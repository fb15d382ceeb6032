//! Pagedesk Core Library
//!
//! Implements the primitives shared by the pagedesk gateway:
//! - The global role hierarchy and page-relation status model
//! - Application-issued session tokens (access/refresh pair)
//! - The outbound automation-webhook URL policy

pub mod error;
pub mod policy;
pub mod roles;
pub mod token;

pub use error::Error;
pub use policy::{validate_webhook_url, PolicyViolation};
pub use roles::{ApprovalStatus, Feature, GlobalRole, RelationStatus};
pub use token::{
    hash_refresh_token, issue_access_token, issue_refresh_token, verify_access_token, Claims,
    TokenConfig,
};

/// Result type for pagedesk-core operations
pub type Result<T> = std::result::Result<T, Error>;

* * *

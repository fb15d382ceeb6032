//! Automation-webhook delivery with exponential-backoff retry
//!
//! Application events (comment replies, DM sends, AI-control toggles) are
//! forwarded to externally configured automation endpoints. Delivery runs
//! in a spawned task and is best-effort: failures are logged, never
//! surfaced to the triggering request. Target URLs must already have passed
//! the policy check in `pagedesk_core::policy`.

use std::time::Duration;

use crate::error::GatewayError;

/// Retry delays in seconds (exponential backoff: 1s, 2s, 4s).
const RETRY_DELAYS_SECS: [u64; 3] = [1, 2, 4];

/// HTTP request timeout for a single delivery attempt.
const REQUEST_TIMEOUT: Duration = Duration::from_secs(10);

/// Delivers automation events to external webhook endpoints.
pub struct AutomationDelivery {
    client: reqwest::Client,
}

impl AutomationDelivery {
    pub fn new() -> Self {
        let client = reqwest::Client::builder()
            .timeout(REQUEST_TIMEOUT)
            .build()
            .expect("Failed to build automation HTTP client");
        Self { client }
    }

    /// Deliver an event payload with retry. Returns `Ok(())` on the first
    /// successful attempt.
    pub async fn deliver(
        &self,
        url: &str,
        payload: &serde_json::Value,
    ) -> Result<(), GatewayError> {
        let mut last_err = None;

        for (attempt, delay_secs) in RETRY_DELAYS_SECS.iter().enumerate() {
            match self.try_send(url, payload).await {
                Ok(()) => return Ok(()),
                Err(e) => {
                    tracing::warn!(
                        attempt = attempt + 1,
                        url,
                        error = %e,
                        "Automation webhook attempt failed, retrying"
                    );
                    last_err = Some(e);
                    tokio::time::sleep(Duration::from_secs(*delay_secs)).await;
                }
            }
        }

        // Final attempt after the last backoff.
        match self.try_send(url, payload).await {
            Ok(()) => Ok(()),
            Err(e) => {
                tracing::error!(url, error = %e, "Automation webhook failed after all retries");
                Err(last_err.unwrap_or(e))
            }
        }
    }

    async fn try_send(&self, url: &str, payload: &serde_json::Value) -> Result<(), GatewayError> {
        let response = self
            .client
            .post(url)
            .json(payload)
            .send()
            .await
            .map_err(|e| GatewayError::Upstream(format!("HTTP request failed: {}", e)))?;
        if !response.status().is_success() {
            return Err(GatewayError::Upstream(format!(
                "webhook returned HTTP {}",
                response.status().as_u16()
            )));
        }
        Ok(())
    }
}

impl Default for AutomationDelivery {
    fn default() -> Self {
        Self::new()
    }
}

==

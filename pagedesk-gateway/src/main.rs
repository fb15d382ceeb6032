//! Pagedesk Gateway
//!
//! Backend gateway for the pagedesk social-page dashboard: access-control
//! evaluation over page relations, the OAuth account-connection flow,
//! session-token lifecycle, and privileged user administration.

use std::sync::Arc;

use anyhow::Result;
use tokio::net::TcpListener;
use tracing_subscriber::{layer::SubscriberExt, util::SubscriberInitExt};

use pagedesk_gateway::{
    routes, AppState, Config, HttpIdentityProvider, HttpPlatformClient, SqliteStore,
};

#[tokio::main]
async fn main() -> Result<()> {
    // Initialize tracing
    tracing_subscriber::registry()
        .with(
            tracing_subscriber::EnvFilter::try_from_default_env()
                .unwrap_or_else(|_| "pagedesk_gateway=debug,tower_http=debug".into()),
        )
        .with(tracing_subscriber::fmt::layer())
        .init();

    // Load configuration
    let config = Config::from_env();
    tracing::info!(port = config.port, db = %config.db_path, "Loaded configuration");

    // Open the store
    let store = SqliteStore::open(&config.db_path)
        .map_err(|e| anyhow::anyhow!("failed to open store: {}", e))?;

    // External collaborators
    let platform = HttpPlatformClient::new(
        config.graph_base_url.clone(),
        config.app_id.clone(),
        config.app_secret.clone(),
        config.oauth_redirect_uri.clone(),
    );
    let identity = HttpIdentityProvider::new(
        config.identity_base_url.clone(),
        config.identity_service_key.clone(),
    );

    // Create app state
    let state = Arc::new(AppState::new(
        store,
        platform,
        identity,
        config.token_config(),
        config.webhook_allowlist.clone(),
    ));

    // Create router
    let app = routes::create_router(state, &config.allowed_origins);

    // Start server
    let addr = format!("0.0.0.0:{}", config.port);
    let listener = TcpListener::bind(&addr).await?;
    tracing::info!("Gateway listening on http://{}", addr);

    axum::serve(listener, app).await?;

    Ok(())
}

#### Work to be completed
Go over the listing above and return each line with "port".

#### Response below
    tracing::info!(port = config.port, db = %config.db_path, "Loaded configuration");
    let addr = format!("0.0.0.0:{}", config.port);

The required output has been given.